研究表明,肥胖对气管切开术预后不良存在潜在的影响,Elsolh等[7]对89例肥胖患者和238例非肥胖患者行TT,结果显示,肥胖组并发症发生率为25%,而对照组仅有14%。Byhahn等[8]设计了一项队列研究,共纳入474例患者。分为肥胖患者组(73例)和非肥胖患者组,使用了4种不同经皮气管切开术。最终结果表明,肥胖患者组经皮气管切开术围手术期并发症风险更高。Aldawood等[9]也设计了一项前瞻性队列研究,肥胖组50例,非肥胖组177例。结果显示,肥胖组气管切开并发症的发生率高于非肥胖组。虽然这些研究均证明了TT和PDT对肥胖患者是相对安全有效的,但并没有明确何种术式更适合于肥胖患者。
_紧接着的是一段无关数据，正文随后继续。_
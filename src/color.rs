/// A linear RGBA color.
///
/// Colors written as hex (`0xbfe3dd`) are in sRGB and converted to linear on
/// construction, so everything the shaders see is linear.
#[derive(Clone, Copy, Debug, PartialEq)]
pub struct Color {
    pub r: f32,
    pub g: f32,
    pub b: f32,
    pub a: f32,
}

impl Color {
    pub const fn rgba(r: f32, g: f32, b: f32, a: f32) -> Self {
        Self { r, g, b, a }
    }

    pub const fn rgb(r: f32, g: f32, b: f32) -> Self {
        Self { r, g, b, a: 1.0 }
    }

    pub const WHITE: Color = Color::rgba(1.0, 1.0, 1.0, 1.0);
    pub const BLACK: Color = Color::rgba(0.0, 0.0, 0.0, 1.0);
    pub const TRANSPARENT: Color = Color::rgba(0.0, 0.0, 0.0, 0.0);

    /// Backdrop for overlay labels.
    pub const LABEL_BG: Color = Color::rgba(0.05, 0.05, 0.05, 0.6);

    /// Build an opaque color from a `0xRRGGBB` sRGB hex value.
    pub fn hex(hex: u32) -> Self {
        let channel = |shift: u32| srgb_to_linear(((hex >> shift) & 0xff) as f32 / 255.0);
        Self::rgb(channel(16), channel(8), channel(0))
    }

    /// Same color with a different alpha.
    pub fn with_alpha(self, a: f32) -> Self {
        Self { a, ..self }
    }

    /// Multiplies RGB by `factor`, leaving alpha untouched.
    pub fn scaled(self, factor: f32) -> Self {
        Self {
            r: self.r * factor,
            g: self.g * factor,
            b: self.b * factor,
            a: self.a,
        }
    }

    pub fn to_array(self) -> [f32; 4] {
        [self.r, self.g, self.b, self.a]
    }

    pub(crate) fn to_wgpu(self) -> wgpu::Color {
        wgpu::Color {
            r: self.r as f64,
            g: self.g as f64,
            b: self.b as f64,
            a: self.a as f64,
        }
    }
}

impl Default for Color {
    fn default() -> Self {
        Self::WHITE
    }
}

impl From<[f32; 4]> for Color {
    fn from(c: [f32; 4]) -> Self {
        Self::rgba(c[0], c[1], c[2], c[3])
    }
}

fn srgb_to_linear(c: f32) -> f32 {
    if c <= 0.04045 {
        c / 12.92
    } else {
        ((c + 0.055) / 1.055).powf(2.4)
    }
}

#[cfg(test)]
mod tests {
    use super::*;

    #[test]
    fn hex_white_and_black() {
        let white = Color::hex(0xffffff);
        assert!((white.r - 1.0).abs() < 1e-6 && (white.b - 1.0).abs() < 1e-6);
        assert_eq!(Color::hex(0x000000), Color::BLACK);
    }

    #[test]
    fn hex_is_linearized() {
        let c = Color::hex(0x00ff00);
        assert_eq!(c.r, 0.0);
        assert!((c.g - 1.0).abs() < 1e-6);
        assert_eq!(c.b, 0.0);

        // sRGB mid-grey is roughly 0.214 in linear space
        let grey = Color::hex(0x808080);
        assert!((grey.r - 0.2158).abs() < 0.001);
    }

    #[test]
    fn scaled_keeps_alpha() {
        let c = Color::rgba(1.0, 0.5, 0.25, 0.5).scaled(2.0);
        assert_eq!(c, Color::rgba(2.0, 1.0, 0.5, 0.5));
    }
}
因此,本研究对两种术式的相关指标进行分析,结果显示,相较于TT,PDT的主要优势有:(1)创伤小,仅需约2cm的切口,属于微创手术。(2)手术用时少,仅需(7.9±3.8)min。(3)出血量小,仅为(9.8±6.6)mL。(4)并发症发生率低,仅为2.6%。

进一步对两种术式患者进行组内BMI相关疗效分析发现:(1)同一种术式不同BMI患者的手术时间、切口长度及术中出血量差异无统计学意义。(2)对于相同BMI患者,TT组的手术时间及切口长度均较PDT组长,差异有统计学意义。在临床工作中,很多一线医生认为不同体形的患者进行PDT的手术难度依次为肥胖患者、普通患者、偏瘦患者[10]。然而,本研究发现,对于同一种手术方式,不同BMI患者的手术时间、切口长度及术中出血量差异无统计学意义,不排除施术者经验原因所致。此外,本研究发现,BMI<24kg/m2的患者,TT组并发症总发生例数较PDT组多,但差异无统计学意义;BMI24~27kg/m2的患者,TT组并发症发生率高于PDT组,差异有统计学意义;BMI≥28kg/m2的患者,TT组11例患者发生并发症,PDT组无1例发生并发症,差异有统计学意义。

综上所述,PDT较TT手术时间短、切口小、术中出血量少、并发症发生率低。两种方式在不同BMI患者的疗效不同,其中PDT较TT的疗效好、并发症少。考虑到本研究样本量偏小,因此尚需要更大样本量的前瞻性RCT研究予以证实。